10 thoughts on “Reality Check

  1. I second the above question…any idea when your book will be available? And, I'm glad to hear the tone of your book is a bit gentler than your blog – I personally love your blog, I want to hear the stark truth – but I know that a lot of folks who really need to hear your message might be turned off initially by the bluntness of your speech.

  2. Charlie can you address the above comment. I do think the masses are turned off by bluntness even though this subject NEEDS a blunt message. I think as parents of addicts we get torn into bits b/c deep down we know we need to be tough but then we also get the message that we need to be compassionate and accepting and loving, that the last thing an addict needs is criticism. It's such a hard and confusing walk that we are on.

  3. Charlie can you address the above comment. I do think the masses are turned off by bluntness even though this subject NEEDS a blunt message. I think as parents of addicts we get torn into bits b/c deep down we know we need to be tough but then we also get the message that we need to be compassionate and accepting and loving, that the last thing an addict needs is criticism. It's such a hard and confusing walk that we are on.

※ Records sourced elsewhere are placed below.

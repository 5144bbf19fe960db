use gantry_common::ResourceKind;

#[derive(thiserror::Error, Debug, PartialEq, Eq)]
pub enum KeyError {
    #[error("key '{0}' is outside the gateway prefix")]
    OutsidePrefix(String),

    #[error("key '{0}' does not have exactly 3 segments")]
    Malformed(String),

    #[error("key '{key}' has unknown resource segment '{segment}'")]
    UnknownType { key: String, segment: String },

    #[error("prefix '{0}' is neither the gateway prefix nor one resource segment under it")]
    NotAResourcePrefix(String),
}

/// Splits `{prefix}/{segment}/{id}` into its kind and id.
///
/// `prefix` must be normalized (no trailing slash).
pub fn parse_resource_key(prefix: &str, key: &str) -> Result<(ResourceKind, String), KeyError> {
    let rest = key
        .strip_prefix(prefix)
        .ok_or_else(|| KeyError::OutsidePrefix(key.to_string()))?;
    let segments: Vec<&str> = rest.split('/').collect();
    if segments.len() != 3 || !segments[0].is_empty() || segments[2].is_empty() {
        return Err(KeyError::Malformed(key.to_string()));
    }
    let kind = ResourceKind::from_etcd_segment(segments[1]).ok_or_else(|| KeyError::UnknownType {
        key: key.to_string(),
        segment: segments[1].to_string(),
    })?;
    Ok((kind, segments[2].to_string()))
}

/// Kinds whose keys a listing of `requested` observes under `base`.
///
/// Only `base` itself (every kind) and `{base}/{segment}` (that kind) are
/// accepted; a partial or deeper path would list a subset of some kind.
pub fn covered_kinds(base: &str, requested: &str) -> Result<Vec<ResourceKind>, KeyError> {
    let requested = requested.trim_end_matches('/');
    let rest = requested
        .strip_prefix(base)
        .ok_or_else(|| KeyError::OutsidePrefix(requested.to_string()))?;
    if rest.is_empty() {
        return Ok(ResourceKind::ALL.to_vec());
    }
    let segment = rest
        .strip_prefix('/')
        .filter(|segment| !segment.is_empty() && !segment.contains('/'))
        .ok_or_else(|| KeyError::NotAResourcePrefix(requested.to_string()))?;
    ResourceKind::from_etcd_segment(segment)
        .map(|kind| vec![kind])
        .ok_or_else(|| KeyError::UnknownType {
            key: requested.to_string(),
            segment: segment.to_string(),
        })
}

#[cfg(test)]
mod tests {
    use super::*;

    #[test]
    fn test_parse_resource_key() {
        assert_eq!(
            parse_resource_key("/apisix", "/apisix/routes/r1"),
            Ok((ResourceKind::Route, "r1".to_string()))
        );
        assert_eq!(
            parse_resource_key("/apisix", "/apisix/plugin_metadata/limit-count"),
            Ok((ResourceKind::PluginMetadata, "limit-count".to_string()))
        );
    }

    #[test]
    fn test_malformed_keys() {
        assert!(matches!(
            parse_resource_key("/apisix", "/apisix/routes"),
            Err(KeyError::Malformed(_))
        ));
        assert!(matches!(
            parse_resource_key("/apisix", "/apisix/routes/a/b"),
            Err(KeyError::Malformed(_))
        ));
        assert!(matches!(
            parse_resource_key("/apisix", "/apisix/routes/"),
            Err(KeyError::Malformed(_))
        ));
        assert!(matches!(
            parse_resource_key("/apisix", "/apisix/data_plane/server_info/x"),
            Err(KeyError::Malformed(_))
        ));
        assert!(matches!(
            parse_resource_key("/apisix", "/apisix/secrets/vault"),
            Err(KeyError::UnknownType { .. })
        ));
        assert!(matches!(
            parse_resource_key("/apisix", "/other/routes/r1"),
            Err(KeyError::OutsidePrefix(_))
        ));
    }

    #[test]
    fn test_covered_kinds() {
        assert_eq!(
            covered_kinds("/apisix", "/apisix/").unwrap().len(),
            ResourceKind::ALL.len()
        );
        assert_eq!(
            covered_kinds("/apisix", "/apisix/upstreams"),
            Ok(vec![ResourceKind::Upstream])
        );
        assert_eq!(
            covered_kinds("/apisix", "/apisix/plugin_configs/"),
            Ok(vec![ResourceKind::PluginConfig])
        );
    }

    #[test]
    fn test_covered_kinds_match_whole_segments() {
        assert!(matches!(
            covered_kinds("/apisix", "/apisix/route"),
            Err(KeyError::UnknownType { .. })
        ));
        assert!(matches!(
            covered_kinds("/apisix", "/apisix/routes/r1"),
            Err(KeyError::NotAResourcePrefix(_))
        ));
        assert!(matches!(
            covered_kinds("/apisix", "/apisixx"),
            Err(KeyError::NotAResourcePrefix(_))
        ));
        assert!(matches!(
            covered_kinds("/apisix", "/other/routes"),
            Err(KeyError::OutsidePrefix(_))
        ));
    }
}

  4. Thanks so much. I'm in the process of editing the book, which is very tedious. As well, time is quite limited and only affording me a few hours a week to work on it. The summer is just too nuts with work but I hope to have it done and published by this fall 😉

  5. Hey Janet, I'll try to write about all that soon, for sure 🙂

    I just wonder if the crowd who says that 'the last thing an addict needs is criticism' are all historically illiterate? In other words, when has that approach ever worked??? So if we do not learn from our past mistakes, we are surely doomed to repeat them… no?

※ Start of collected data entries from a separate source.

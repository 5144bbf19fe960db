use std::sync::Arc;

use gantry_core::{ControlPlane, GatewayRuntime, ResyncWorker};
use gantry_etcd::EtcdV3Connector;
use gantry_persistence::GatewayPersistence;
use gantry_server::config::Configuration;
use gantry_server::startup::{
    ShutdownSignal, bootstrap_gateways, connect_storage, drain_tasks, init_logging,
    listen_for_shutdown, run_with_shutdown, spawn_gateway_tasks,
};
use tracing::{error, info};

#[tokio::main]
async fn main() -> anyhow::Result<()> {
    let configuration = Configuration::new()?;
    let _logging = init_logging(&configuration.logging_config())?;
    info!(version = env!("CARGO_PKG_VERSION"), "Starting gantry");

    let shutdown = ShutdownSignal::new();
    let mut shutdown_rx = shutdown.subscribe();
    listen_for_shutdown(shutdown.clone());

    let persistence = connect_storage(&configuration).await?;
    let etcd_options = configuration.etcd_client_options();
    let settings = configuration.sync_settings();
    let runtime = Arc::new(GatewayRuntime::new(
        persistence.clone(),
        Arc::new(EtcdV3Connector::new(etcd_options.clone())),
    ));
    let resync = ResyncWorker::spawn(runtime.clone(), settings.debounce, shutdown.subscribe());
    let plane = ControlPlane::new(runtime.clone(), resync);

    let registered = bootstrap_gateways(&plane, &configuration.gateways()?).await?;
    if !registered.is_empty() {
        info!(gateways = ?registered, "Registered configured gateways");
    }

    let mut tasks = Vec::new();
    for gateway in persistence.gateway_find_all().await? {
        let spawned = run_with_shutdown(
            spawn_gateway_tasks(
                runtime.clone(),
                &gateway,
                &etcd_options,
                configuration.election_options(),
                settings.clone(),
                &shutdown,
            ),
            shutdown.subscribe(),
        )
        .await;
        match spawned {
            Some(Ok(task)) => {
                info!(gateway = %gateway.name, id = gateway.id, "Gateway tasks started");
                tasks.push(task);
            }
            Some(Err(e)) => {
                error!(gateway = %gateway.name, error = %e, "Failed to start gateway tasks");
            }
            None => break,
        }
    }

    let _ = shutdown_rx.recv().await;
    info!("Shutting down");
    drain_tasks(tasks, configuration.shutdown_grace()).await;
    Ok(())
}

    I only speak from my experience here, and I was personally showered with love, encouragement and 'frothy emotional appeal', if you will. Now, granted, this is just me, but I ran with that as far as it would take me. My blind, compassionate family = great, I can use exactly the way I want. The lack of criticism almost killed me, so to speak… but again, that's just me.

    If criticism is delivered tactfully, if it is loving yet honest and firm, and especially if it comes from another addict who shares his experience and has recovered, then yes, tactful criticism is quite exactly what we need. Remember, and the same is true in finance and investing etc.: The crowd (herd) is always wrong 😉 xo

  6. Hi Charlie…. so glad to see you back on your blog. As for me, I LOVE your bluntness. Keep speaking your truth.